DANVILLE, CA / ACCESSWIRE / November 9, 2016 / PEDEVCO Corp. d/b/a Pacific Energy Development (NYSE MKT: PED) (the "Company"), today reported its results for the third quarter of 2016.

Compared to the same quarter of the previous year, production grew to 25,617 barrels of oil produced during the third quarter of 2016 versus 25,256 barrels in the third quarter of 2015. In conjunction with this increase in production, the Company successfully reduced its SG&A expense by over 57% to $597 thousand this quarter compared to $1.389 million over the third quarter of 2015, contributing to a reduction in total operating expenses by over 47% to $1.644 million this quarter compared to $3.121 million over the third quarter of 2015.

The Company continues to work closely with GOM Holdings, LLC ("GOM") to move the pending merger with GOM forward, and reported that the parent company of GOM had received approximately $7.5 million in funding intended to be used to pay down GOM accounts payable, one of the Company's significant conditions precedent to the closing of the planned merger. In addition to the GOM merger, the Company is currently pursuing other acquisition opportunities in the D-J Basin.

Mr. Michael Peterson, the President and Chief Executive Officer of the Company, commented, "We are pleased with our third quarter results which demonstrate our ability to increase production while driving costs lower. With our May 2016 financing and debt restructuring in place, we are now in a position to have positive cash flow and are able to pay down our senior debt without being burdened with any interest payments until February 2018. We believe this puts the Company in an enviable position among small-cap oil and gas development companies, as we now have a run-way to seek acquisitions and other transactions that may increase our asset base, build cash flow and be accretive to our shareholders."

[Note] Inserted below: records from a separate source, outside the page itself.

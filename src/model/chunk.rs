use bitflags::bitflags;

use crate::{layout::StructView, Result};

/// Mask selecting the allocator flag bits stored in a chunk's `size` field.
pub const SIZE_FLAG_MASK: u64 = 0b111;

bitflags! {
    /// The three allocator flags packed into the low bits of `malloc_chunk.size`.
    #[derive(Debug, Clone, Copy, PartialEq, Eq)]
    pub struct ChunkFlags: u64 {
        /// The previous chunk is in use (its `prev_size` is unusable)
        const PREV_INUSE = 0b001;
        /// The chunk was allocated through `mmap`
        const IS_MMAPPED = 0b010;
        /// The chunk belongs to a non-main arena
        const NON_MAIN_ARENA = 0b100;
    }
}

/// A decoded `malloc_chunk` header at a known address.
///
/// All fields are word-width values of the target; on 32-bit targets they are
/// zero-extended. The flag bits remain inside `size`; use
/// [`ChunkHeader::usable_size`] and [`ChunkHeader::flags`] to split them.
#[derive(Debug, Clone, PartialEq, Eq)]
pub struct ChunkHeader {
    /// Address of the chunk header in the target
    pub addr: u64,
    /// Size of the previous chunk, valid only when `PREV_INUSE` is clear
    pub prev_size: u64,
    /// Chunk size with the flag bits still set
    pub size: u64,
    /// Forward link (free chunks only; user data otherwise)
    pub fd: u64,
    /// Backward link (free chunks only; user data otherwise)
    pub bk: u64,
    /// Next-size forward link, maintained for large-bin chunks only
    pub fd_nextsize: u64,
    /// Next-size backward link, maintained for large-bin chunks only
    pub bk_nextsize: u64,
}

impl ChunkHeader {
    /// Decode a header from a bound chunk-schema view.
    ///
    /// # Errors
    /// Returns [`crate::Error::UnknownField`] if `view` was not bound through the
    /// chunk schema; that is a programming-contract violation, not target corruption.
    pub fn from_view(view: &StructView<'_>) -> Result<Self> {
        Ok(ChunkHeader {
            addr: view.base(),
            prev_size: view.get_word("prev_size")?,
            size: view.get_word("size")?,
            fd: view.get_word("fd")?,
            bk: view.get_word("bk")?,
            fd_nextsize: view.get_word("fd_nextsize")?,
            bk_nextsize: view.get_word("bk_nextsize")?,
        })
    }

    /// Chunk size with the flag bits masked off.
    #[must_use]
    pub fn usable_size(&self) -> u64 {
        self.size & !SIZE_FLAG_MASK
    }

    /// The allocator flag bits of this chunk.
    #[must_use]
    pub fn flags(&self) -> ChunkFlags {
        ChunkFlags::from_bits_truncate(self.size & SIZE_FLAG_MASK)
    }

    /// Whether the previous chunk is in use.
    #[must_use]
    pub fn prev_inuse(&self) -> bool {
        self.flags().contains(ChunkFlags::PREV_INUSE)
    }

    /// Whether the chunk came from `mmap`.
    #[must_use]
    pub fn is_mmapped(&self) -> bool {
        self.flags().contains(ChunkFlags::IS_MMAPPED)
    }

    /// Whether the chunk belongs to a non-main arena.
    #[must_use]
    pub fn non_main_arena(&self) -> bool {
        self.flags().contains(ChunkFlags::NON_MAIN_ARENA)
    }
}
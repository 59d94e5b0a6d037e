//! Generic binary-layout engine for allocator control structures.
//!
//! This module maps named, typed fields onto byte offsets and materializes raw target
//! memory into queryable structured views. It is the foundation every other component
//! decodes through: the arena, chunk headers and the tcache are all read by binding one
//! of the schemas in [`crate::layout::glibc`] to a byte buffer captured from the target.
//!
//! # Architecture
//!
//! The engine is split into three layers:
//!
//! - **Schema definition** - [`crate::layout::StructSchema`] holds an ordered field table
//!   whose widths are parameterized by the target architecture, so the same field name can
//!   resolve to different offsets on 32- and 64-bit targets
//! - **Materialization** - [`crate::layout::StructSchema::bind`] attaches a byte buffer
//!   and a base address, producing a [`crate::layout::StructView`]
//! - **Variant tables** - [`crate::layout::glibc`] contains the per-version glibc layouts
//!   and the `(version, arch)` selection logic
//!
//! # Key Components
//!
//! - [`crate::layout::FieldKind`] - The type vocabulary (`bool`, `byte`, `char`, `int32`,
//!   `ptr`, `word`) with architecture-dependent widths
//! - [`crate::layout::FieldDef`] - One named, possibly repeated field
//! - [`crate::layout::StructSchema`] - Offset/size computation and buffer binding
//! - [`crate::layout::StructView`] - Per-field little-endian decoding and `address_of`
//! - [`crate::layout::FieldValue`] - Tagged decode result (scalar, array or raw bytes)
//!
//! # Usage Examples
//!
//! ```rust
//! use heapscope::layout::{FieldDef, FieldKind, StructSchema};
//! use heapscope::profile::Arch;
//!
//! let schema = StructSchema::new(
//!     Arch::Bits64,
//!     vec![
//!         FieldDef::scalar(FieldKind::Int32, "mutex"),
//!         FieldDef::scalar(FieldKind::Int32, "flags"),
//!         FieldDef::array(FieldKind::Ptr, "fastbinsY", 10),
//!     ],
//! );
//!
//! assert_eq!(schema.size_of(), 4 + 4 + 10 * 8);
//! assert_eq!(schema.offset_of("fastbinsY", 2)?, 8 + 2 * 8);
//! # Ok::<(), heapscope::Error>(())
//! ```
//!
//! Short buffers are tolerated: binding fewer bytes than `size_of()` zero-extends the
//! missing tail, which is the defensive behavior required near the heap's top boundary
//! where reads routinely come back truncated.

mod schema;
mod view;

pub mod glibc;

pub use schema::{FieldDef, FieldKind, StructSchema};
pub use view::{FieldValue, StructView};
use crate::model::{chunk::ChunkHeader, snapshot::HeapSnapshot};

/// How one chunk address differs between two snapshots.
#[derive(Debug, Clone, PartialEq, Eq)]
pub enum ChunkChange {
    /// The address carries a chunk header in the new snapshot but not the old one
    New,
    /// The address carried a chunk header in the old snapshot but no longer does
    /// (typically absorbed by a neighbor or the top chunk)
    Merged,
    /// Same address, different size
    SizeChanged {
        /// The size field in the old snapshot
        old_size: u64,
    },
    /// Same address and size, different `prev_size`
    PrevSizeChanged {
        /// The `prev_size` field in the old snapshot
        old_prev_size: u64,
    },
    /// Same address, both `size` and `prev_size` changed
    HeaderChanged {
        /// The size field in the old snapshot
        old_size: u64,
        /// The `prev_size` field in the old snapshot
        old_prev_size: u64,
    },
}

/// The differences between two snapshots of the same heap.
///
/// Each entry pairs the affected chunk header (the new one, except for
/// [`ChunkChange::Merged`] where only the old header exists) with what changed.
/// Entries appear in address order.
#[derive(Debug, Clone, Default, PartialEq, Eq)]
pub struct ChangeSet {
    /// The changed chunks, in address order
    pub chunks: Vec<(ChunkHeader, ChunkChange)>,
}

impl ChangeSet {
    /// Whether nothing changed between the two snapshots.
    #[must_use]
    pub fn is_empty(&self) -> bool {
        self.chunks.is_empty()
    }
}

/// Compare the linear chunk lists of two snapshots of the same heap.
///
/// Both lists are already in address order, so a single merge pass classifies every
/// address: present only in `old` is a merge, present only in `new` is an allocation
/// (or split), and a shared address is compared field by field. Comparing a snapshot
/// with itself yields an empty change set.
#[must_use]
pub fn diff(old: &HeapSnapshot, new: &HeapSnapshot) -> ChangeSet {
    diff_chunks(&old.heap_chunks, &new.heap_chunks)
}

fn diff_chunks(old: &[ChunkHeader], new: &[ChunkHeader]) -> ChangeSet {
    let mut changes = Vec::new();
    let mut i = 0;
    let mut j = 0;
    while i < old.len() && j < new.len() {
        let a = &old[i];
        let b = &new[j];
        if a.addr < b.addr {
            changes.push((a.clone(), ChunkChange::Merged));
            i += 1;
        } else if a.addr > b.addr {
            changes.push((b.clone(), ChunkChange::New));
            j += 1;
        } else {
            match (a.size != b.size, a.prev_size != b.prev_size) {
                (true, true) => changes.push((
                    b.clone(),
                    ChunkChange::HeaderChanged {
                        old_size: a.size,
                        old_prev_size: a.prev_size,
                    },
                )),
                (true, false) => {
                    changes.push((b.clone(), ChunkChange::SizeChanged { old_size: a.size }));
                }
                (false, true) => changes.push((
                    b.clone(),
                    ChunkChange::PrevSizeChanged {
                        old_prev_size: a.prev_size,
                    },
                )),
                (false, false) => {}
            }
            i += 1;
            j += 1;
        }
    }
    for a in &old[i..] {
        changes.push((a.clone(), ChunkChange::Merged));
    }
    for b in &new[j..] {
        changes.push((b.clone(), ChunkChange::New));
    }
    ChangeSet { chunks: changes }
}

#[cfg(test)]
mod tests {
    use super::*;

    fn chunk(addr: u64, prev_size: u64, size: u64) -> ChunkHeader {
        ChunkHeader {
            addr,
            prev_size,
            size,
            fd: 0,
            bk: 0,
            fd_nextsize: 0,
            bk_nextsize: 0,
        }
    }

    #[test]
    fn identical_lists_produce_no_changes() {
        let chunks = vec![chunk(0x1000, 0, 0x21), chunk(0x1020, 0, 0x31)];
        assert!(diff_chunks(&chunks, &chunks).is_empty());
    }

    #[test]
    fn allocation_appears_as_new() {
        let old = vec![chunk(0x1000, 0, 0x21)];
        let new = vec![chunk(0x1000, 0, 0x21), chunk(0x1020, 0, 0x31)];
        let changes = diff_chunks(&old, &new).chunks;
        assert_eq!(changes.len(), 1);
        assert_eq!(changes[0].0.addr, 0x1020);
        assert_eq!(changes[0].1, ChunkChange::New);
    }

    #[test]
    fn absorbed_chunk_appears_as_merged() {
        let old = vec![chunk(0x1000, 0, 0x21), chunk(0x1020, 0, 0x31)];
        let new = vec![chunk(0x1000, 0, 0x51)];
        let changes = diff_chunks(&old, &new).chunks;
        assert_eq!(changes.len(), 2);
        assert_eq!(changes[0].1, ChunkChange::SizeChanged { old_size: 0x21 });
        assert_eq!(changes[1].0.addr, 0x1020);
        assert_eq!(changes[1].1, ChunkChange::Merged);
    }

    #[test]
    fn header_field_changes_are_distinguished() {
        let old = vec![chunk(0x1000, 0, 0x20), chunk(0x2000, 0, 0x40)];
        let new = vec![chunk(0x1000, 0x10, 0x20), chunk(0x2000, 0x10, 0x50)];
        let changes = diff_chunks(&old, &new).chunks;
        assert_eq!(
            changes[0].1,
            ChunkChange::PrevSizeChanged { old_prev_size: 0 }
        );
        assert_eq!(
            changes[1].1,
            ChunkChange::HeaderChanged {
                old_size: 0x40,
                old_prev_size: 0
            }
        );
    }

    #[test]
    fn disjoint_tails_flush_in_order() {
        let old = vec![chunk(0x3000, 0, 0x20)];
        let new = vec![chunk(0x1000, 0, 0x20)];
        let changes = diff_chunks(&old, &new).chunks;
        assert_eq!(changes[0].1, ChunkChange::New);
        assert_eq!(changes[1].1, ChunkChange::Merged);
    }
}
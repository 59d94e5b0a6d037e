//! Heap object model: decoded allocator structures, traversal, snapshots and diffs.
//!
//! Everything here is expressed against [`crate::process::AddressSpace`] and the
//! layout schemas in [`crate::layout`]; no module in this tree touches `/proc`
//! directly. The central type is [`HeapInspector`], which decodes arena, tcache,
//! chunk and bin state on demand and can freeze all of it into a [`HeapSnapshot`]
//! for offline comparison ([`diff`]) and integrity auditing ([`audit`]).

mod arena;
mod check;
mod chunk;
mod diff;
mod inspector;
mod snapshot;

pub use arena::{ArenaState, TcacheState};
pub use check::{audit, Finding};
pub use chunk::{ChunkFlags, ChunkHeader, SIZE_FLAG_MASK};
pub use diff::{diff, ChangeSet, ChunkChange};
pub use inspector::HeapInspector;
pub use snapshot::HeapSnapshot;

Company Receives Continued Listing Standard Notice from the NYSE MKT

The Company also announced today that on November 3, 2016, the Company was notified by the NYSE MKT LLC (the "Exchange") that the Exchange deemed it appropriate for the Company to effect a reverse stock split given the price per share of the Company's common stock has closed at or below $0.20 per share since October 5, 2016. Pursuant to Part 10, Section 1003(f)(v) of the NYSE MKT Company Guide (the "Company Guide"), the continued listing of the Company's common stock on the Exchange is predicated on the Company effecting a reverse stock split of its common stock no later than May 3, 2017.

The Company has notified the Exchange that it anticipates that this deficiency will be cured and that it will return to compliance with the Exchange's continued listing standard. Notwithstanding the notice, the Company's common stock will continue to be listed and trade on the Exchange and the Exchange's notification does not have any immediate effect on the listing of the Company's shares on the Exchange, except that until the Company regains compliance with the Exchange's listing standards, a ".BC" indicator will be affixed to the Company's trading symbol. The Company's business operations, Securities and Exchange Commission (SEC) reporting requirements and debt instruments are unaffected by the notification, provided that if the Company is not in compliance with the continued listing standards by May 3, 2017, the Company will be subject to the Exchange's delisting procedures.

Mr. Peterson commented, "We have been closely monitoring our stock price and already planned to seek shareholder approval for a reverse stock split at our upcoming annual shareholder meeting to be held on December 28, 2016, which stock split we believe will (if approved) satisfy the Exchange's continued listing standards relating to our stock price. Accordingly, we strongly encourage all of our shareholders to vote in favor of the reverse stock split proposal at our upcoming annual shareholder meeting, either in person or by voting proxy. We believe our continued listing on the Exchange is an important component to our business strategy and ability to raise capital, restructure debt, and execute on future business combinations."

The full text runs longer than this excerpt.